For years, travelers looking to travel nonstop from LaGuardia Airport (LGA) in New York City have been left with little to zero options. In fact, for almost 40 years, the longest flight out of LaGuardia has been a nonstop service to Denver, Colorado (DEN). Interestingly, however, no new service to airports like Denver can really be launched anymore.

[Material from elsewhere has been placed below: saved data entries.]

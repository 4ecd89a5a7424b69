//! `merge` subcommand: combine disjoint clustered archives into one.

use std::sync::Arc;

use clap::Parser;
use pmtiles::{AsyncPmTilesReader, MmapBackend, merge_archives};

#[derive(Parser, Debug)]
#[command(about = "Merge several disjoint clustered archives into one")]
pub struct Args {
    /// Input archives to merge; their tile-id sets must be pairwise disjoint
    #[arg(value_name = "INPUT", required = true, num_args = 1..)]
    inputs: Vec<String>,
    /// Output archive path
    #[arg(value_name = "OUTPUT")]
    output: String,
}

pub async fn run(args: Args) -> Result<(), Box<dyn std::error::Error>> {
    if args.inputs.len() < 2 {
        return Err("merge requires at least two input archives".into());
    }

    let mut readers = Vec::with_capacity(args.inputs.len());
    for path in &args.inputs {
        let backend = MmapBackend::try_from(path.as_str()).await?;
        let reader = AsyncPmTilesReader::try_from_source(backend).await?;
        readers.push(Arc::new(reader));
    }

    let mut out = std::fs::File::create(&args.output)?;
    let stats = merge_archives(&readers, &mut out).await?;

    println!("merged {} archives into {}", readers.len(), args.output);
    println!("addressed tiles: {}", stats.addressed_tiles);
    println!("tile entries: {}", stats.tile_entries);
    println!("tile contents: {}", stats.tile_contents);
    println!("tile data bytes: {}", stats.tile_data_length);

    Ok(())
}
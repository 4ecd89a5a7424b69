//! Extract subsets of tiles from `PMTiles` archives.
//!
//! Extracts tiles within a bounding box, optimizing network requests through range merging.
//! Source archive must be **clustered** (tiles stored in Hilbert curve order).
//!
//! # Examples
//!
//! ## Extracting to a file
//!
//! ```no_run
//! use pmtiles::extract::{BoundingBox, Extractor};
//! use pmtiles::{AsyncPmTilesReader, MmapBackend};
//! use std::fs::File;
//!
//! # async fn example() -> Result<(), Box<dyn std::error::Error>> {
//! // Open source archive
//! let backend = MmapBackend::try_from("source.pmtiles").await?;
//! let mut reader = AsyncPmTilesReader::try_from_source(backend).await?;
//!
//! // Create extractor
//! let extractor = Extractor::new(&mut reader);
//!
//! // Define bounding box (North, East, South, West)
//! let bbox = BoundingBox::from_nesw(37.8, -122.4, 37.7, -122.5);
//!
//! // Extract to file
//! let mut output = File::create("extracted.pmtiles")?;
//! let stats = extractor.extract_bbox_to_writer(bbox, &mut output).await?;
//!
//! println!("Extracted {} tiles", stats.addressed_tiles());
//! println!("Transferred {} bytes", stats.total_tile_transfer_bytes());
//! # Ok(())
//! # }
//! ```
//!
//! ## Checking extraction size before downloading
//!
//! ```no_run
//! use pmtiles::extract::{BoundingBox, Extractor};
//! use pmtiles::{AsyncPmTilesReader, MmapBackend};
//!
//! # async fn example() -> Result<(), Box<dyn std::error::Error>> {
//! // Open source archive
//! let backend = MmapBackend::try_from("source.pmtiles").await?;
//! let mut reader = AsyncPmTilesReader::try_from_source(backend).await?;
//!
//! // Create extractor
//! let extractor = Extractor::new(&mut reader);
//!
//! let bbox = BoundingBox::from_nesw(37.8, -122.4, 37.7, -122.5);
//!
//! // Get size estimate without fetching tiles
//! let plan = extractor
//!     .prepare(bbox)
//!     .await?;
//!
//! println!("Would extract {} tiles using {} tile requests", plan.addressed_tiles(), plan.overfetch_ranges().len());
//! println!("Would transfer {} bytes", plan.total_tile_transfer_bytes());
//!
//! // Only proceed if reasonable size
//! if plan.total_tile_transfer_bytes() < 100_000_000 {
//!     // Proceed with actual extraction...
//! }
//! # Ok(())
//! # }
//! ```
//!
//! ## Extracting a GeoJSON region
//!
//! ```no_run
//! use pmtiles::extract::{Extractor, Region};
//! use pmtiles::{AsyncPmTilesReader, MmapBackend};
//! use std::fs::File;
//!
//! # async fn example() -> Result<(), Box<dyn std::error::Error>> {
//! let backend = MmapBackend::try_from("source.pmtiles").await?;
//! let reader = AsyncPmTilesReader::try_from_source(backend).await?;
//! let extractor = Extractor::new(&reader);
//!
//! let region = Region::from_geojson_str(r#"{
//!     "type": "Polygon",
//!     "coordinates": [[[-122.5, 37.7], [-122.5, 37.8], [-122.4, 37.8], [-122.4, 37.7], [-122.5, 37.7]]]
//! }"#)?;
//!
//! let mut output = File::create("extracted.pmtiles")?;
//! let stats = extractor.extract_region_to_writer(&region, &mut output).await?;
//! println!("Extracted {} tiles", stats.addressed_tiles());
//! # Ok(())
//! # }
//! ```

mod bbox;
mod ranges;
mod region;

mod extractor;
#[cfg(test)]
mod tests;

use std::collections::HashMap;

pub use bbox::BoundingBox;
pub use extractor::{ExtractProgressCallback, Extractor};
pub use ranges::{CopyDiscard, OverfetchRange, SrcDstRange, merge_ranges};
pub use region::Region;
use roaring::RoaringTreemap;

use crate::{DirEntry, TileCoord, TileId};

/// Extraction plan from analyzing bbox and directories.
///
/// This contains all the information needed to compute extraction size
/// and perform the actual extraction.
#[derive(Debug, Clone)]
pub struct ExtractionPlan {
    pub(crate) stats: ExtractStats,
    pub(crate) reencoded_entries: Vec<DirEntry>,
    pub(crate) overfetch_ranges: Vec<OverfetchRange>,
}

/// Statistics about an extraction operation.
#[derive(Debug, Clone)]
pub struct ExtractStats {
    pub(crate) min_zoom: u8,
    pub(crate) max_zoom: u8,
    pub(crate) bbox: BoundingBox,
    pub(crate) total_tile_transfer_bytes: u64,
    pub(crate) tile_data_length: u64,
    pub(crate) addressed_tiles: u64,
    pub(crate) tile_contents: u64,
    pub(crate) num_leaf_entries: usize,
    pub(crate) num_tile_reqs: usize,
}

impl ExtractStats {
    /// Total bytes transferred (includes overfetch)
    #[must_use]
    pub fn total_tile_transfer_bytes(&self) -> u64 {
        self.total_tile_transfer_bytes
    }

    /// Actual tile data bytes used
    #[must_use]
    pub fn tile_data_length(&self) -> u64 {
        self.tile_data_length
    }

    /// Number of unique tile contents
    #[must_use]
    pub fn tile_contents(&self) -> u64 {
        self.tile_contents
    }

    /// Number of addressed tiles (reencoded entries)
    #[must_use]
    pub fn addressed_tiles(&self) -> u64 {
        self.addressed_tiles
    }

    /// Number of overfetch ranges used for fetching
    #[must_use]
    pub fn num_tile_reqs(&self) -> usize {
        self.num_tile_reqs
    }
}

impl ExtractionPlan {
    /// Re-encoded tile entries with new contiguous offsets
    #[must_use]
    pub fn reencoded_entries(&self) -> &[DirEntry] {
        &self.reencoded_entries
    }

    /// Merged byte ranges for optimized fetching
    #[must_use]
    pub fn overfetch_ranges(&self) -> &[OverfetchRange] {
        &self.overfetch_ranges
    }

    /// Minimum zoom level for extraction
    #[must_use]
    pub fn min_zoom(&self) -> u8 {
        self.stats.min_zoom
    }

    /// Maximum zoom level for extraction
    #[must_use]
    pub fn max_zoom(&self) -> u8 {
        self.stats.max_zoom
    }

    /// The bounding box that was extracted
    #[must_use]
    pub fn bbox(&self) -> BoundingBox {
        self.stats.bbox
    }

    /// Total bytes to transfer (including overfetch)
    #[must_use]
    pub fn total_tile_transfer_bytes(&self) -> u64 {
        self.stats.total_tile_transfer_bytes
    }

    /// Actual tile data bytes (excluding overfetch)
    #[must_use]
    pub fn tile_data_length(&self) -> u64 {
        self.stats.tile_data_length
    }

    /// Number of addressed tiles (sum of run lengths)
    #[must_use]
    pub fn addressed_tiles(&self) -> u64 {
        self.stats.addressed_tiles
    }

    /// Number of unique tile contents
    #[must_use]
    pub fn tile_contents(&self) -> u64 {
        self.stats.tile_contents
    }

    /// Number of leaf directory entries read
    #[must_use]
    pub fn num_leaf_entries(&self) -> usize {
        self.stats.num_leaf_entries
    }
}

/// Filters directory entries to those intersecting the bitmap.
///
/// Returns `(tile_entries, leaf_entries)`.
///
/// # Panics
///
/// Panics if `max_zoom + 1` is not a valid tile coordinate.
#[must_use]
pub fn relevant_entries(
    bitmap: &RoaringTreemap,
    max_zoom: u8,
    dir: &[DirEntry],
) -> (Vec<DirEntry>, Vec<DirEntry>) {
    // Calculate last tile ID for bounding leaf ranges
    let last_tile = if max_zoom < 31 {
        TileId::from(TileCoord::new(max_zoom + 1, 0, 0).expect("valid coord")).value()
    } else {
        // At max zoom, use max tile ID
        crate::tile::MAX_TILE_ID
    };

    let mut leaves = Vec::new();
    let mut tiles = Vec::new();

    for (idx, entry) in dir.iter().enumerate() {
        log::debug!("enumerating {idx}");
        if entry.run_length == 0 {
            let mut tmp = RoaringTreemap::new();

            if let Some(next) = dir.get(idx + 1) {
                tmp.insert_range(entry.tile_id..next.tile_id);
            } else {
                // Last entry - bounded by last_tile
                tmp.insert_range(entry.tile_id..last_tile);
            }

            if bitmap.is_disjoint(&tmp) {
                // No intersection
                continue;
            }
            leaves.push(entry.clone());
        } else if entry.run_length == 1 {
            if bitmap.contains(entry.tile_id) {
                tiles.push(entry.clone());
            }
        } else {
            // Run length > 1
            let mut current_id = entry.tile_id;
            let mut current_run_length = 0_u32;

            for tile_id in entry.tile_id..(entry.tile_id + u64::from(entry.run_length)) {
                if bitmap.contains(tile_id) {
                    if current_run_length == 0 {
                        current_run_length = 1;
                        current_id = tile_id;
                    } else {
                        current_run_length += 1;
                    }
                } else {
                    if current_run_length > 0 {
                        // End of a run
                        tiles.push(DirEntry {
                            tile_id: current_id,
                            offset: entry.offset,
                            length: entry.length,
                            run_length: current_run_length,
                        });
                    }
                    current_run_length = 0;
                }
            }

            if current_run_length > 0 {
                tiles.push(DirEntry {
                    tile_id: current_id,
                    offset: entry.offset,
                    length: entry.length,
                    run_length: current_run_length,
                });
            }
        }
    }

    (tiles, leaves)
}

/// Re-encodes entries with contiguous offsets, deduplicating tiles.
///
/// Returns (`entries`, `ranges`, `tile_data_length`, `addressed_tiles`, `tile_contents`).
///
/// Based on <https://github.com/protomaps/go-pmtiles/blob/f1c24e64f3085877d57c8e0f07233e0a3ef25a99/pmtiles/extract.go#L93>
#[must_use]
pub fn reencode_entries(dir: Vec<DirEntry>) -> (Vec<DirEntry>, Vec<SrcDstRange>, u64, u64, u64) {
    let mut reencoded = Vec::with_capacity(dir.len());
    let mut seen_offsets: HashMap<u64, u64> = HashMap::new();
    let mut ranges: Vec<SrcDstRange> = Vec::new();
    let mut addressed_tiles = 0_u64;
    let mut dst_offset = 0_u64;

    for entry in dir {
        addressed_tiles += u64::from(entry.run_length);

        if let Some(&existing_dst_offset) = seen_offsets.get(&entry.offset) {
            // We've seen this source offset before - reuse the destination offset (deduplication)
            reencoded.push(DirEntry {
                offset: existing_dst_offset,
                ..entry
            });
        } else {
            // New source offset - need to copy this data

            // Check if we can merge with the previous range
            if let Some(last) = ranges.last_mut()
                && last.src_end() == entry.offset
            {
                last.length += u64::from(entry.length);
            } else {
                ranges.push(SrcDstRange {
                    src_offset: entry.offset,
                    dst_offset,
                    length: u64::from(entry.length),
                });
            }

            reencoded.push(DirEntry {
                offset: dst_offset,
                ..entry
            });

            seen_offsets.insert(entry.offset, dst_offset);
            dst_offset += u64::from(entry.length);
        }
    }

    let tile_data_length = dst_offset;
    let tile_contents = seen_offsets.len() as u64;

    (
        reencoded,
        ranges,
        tile_data_length,
        addressed_tiles,
        tile_contents,
    )
}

More specifically, LaGuardia, as is true for Reagan National Airport (DCA) in Washington, DC, has a perimeter rule in place since 1984, which limits the length of nonstop flights out of the airport to 1,500 miles. Denver is much farther than 1,500 miles from LaGuardia, but because that service had already been operated prior to 1984, the flight was grandfathered into the new era. Thus, while United, Southwest, and JetBlue still fly nonstop between LaGuardia and Denver daily, you never see flights to any city farther west at all. Until now.
Atlanta-based Delta Air Lines has announced this week that it will be launching service to four cities in the Western United States from LaGuardia: Phoenix (PHX), Las Vegas (LAS), Los Angeles (LAX), and its major western hub in Salt Lake City (SLC).
There is a huge catch, however, which is that in order for any of these flights to fall within the perimeter rule, they can only be operated once weekly on Saturdays, which is exactly what the airline plans to do.
All of these flights will be available to purchase as of Sunday, June 25, and all the flights except Phoenix will launch on September 9 (Phoenix will be delayed until October 14). As is common with many Delta flights out of LaGuardia, the airline will use the Airbus A220 across all four routes, specifically using the smaller Airbus A220-100 to Phoenix and Salt Lake City, and the larger Airbus A220-300 to Las Vegas and Los Angeles.
These flights, and the Los Angeles flight in particular, mark the first transcontinental flights out of LaGuardia in quite a long time. Spirit previously flew Saturday-only service from LaGuardia to Los Angeles but as of 2023, does not fly that route. Delta, too, once flew once weekly to Los Angeles, but hasn't flown that route since 2006. Maintaining Saturday-only service will be difficult given the lack of business travel demand.
However, Delta CEO Ed Bastian has long stressed the record-breaking surge in leisure travel demand in the aftermath of the COVID pandemic, and presumably, Delta believes it can fill planes full of leisure travelers operating once a week. Delta will be without competition on all four routes, but time will tell if operating a flight once weekly can gain enough market share and saturation to be profitable.
Delta does maintain a considerable hub operation at LaGuardia with a large bank of connecting flights, particularly from smaller airports in the Eastern United States. While it's unclear how Delta will be scheduling these four new routes, with a large amount of connecting travel possibilities, these flights could present a viable alternative to transiting through much larger airports like Atlanta (ATL) or New York-JFK (JFK) on Saturdays. With the perimeter rule at LaGuardia not going anywhere anytime soon as it is key to preventing overcrowding and siphoning international traffic away to Newark (EWR) and JFK, once weekly Saturday transcontinental flights likely are here to stay for some time.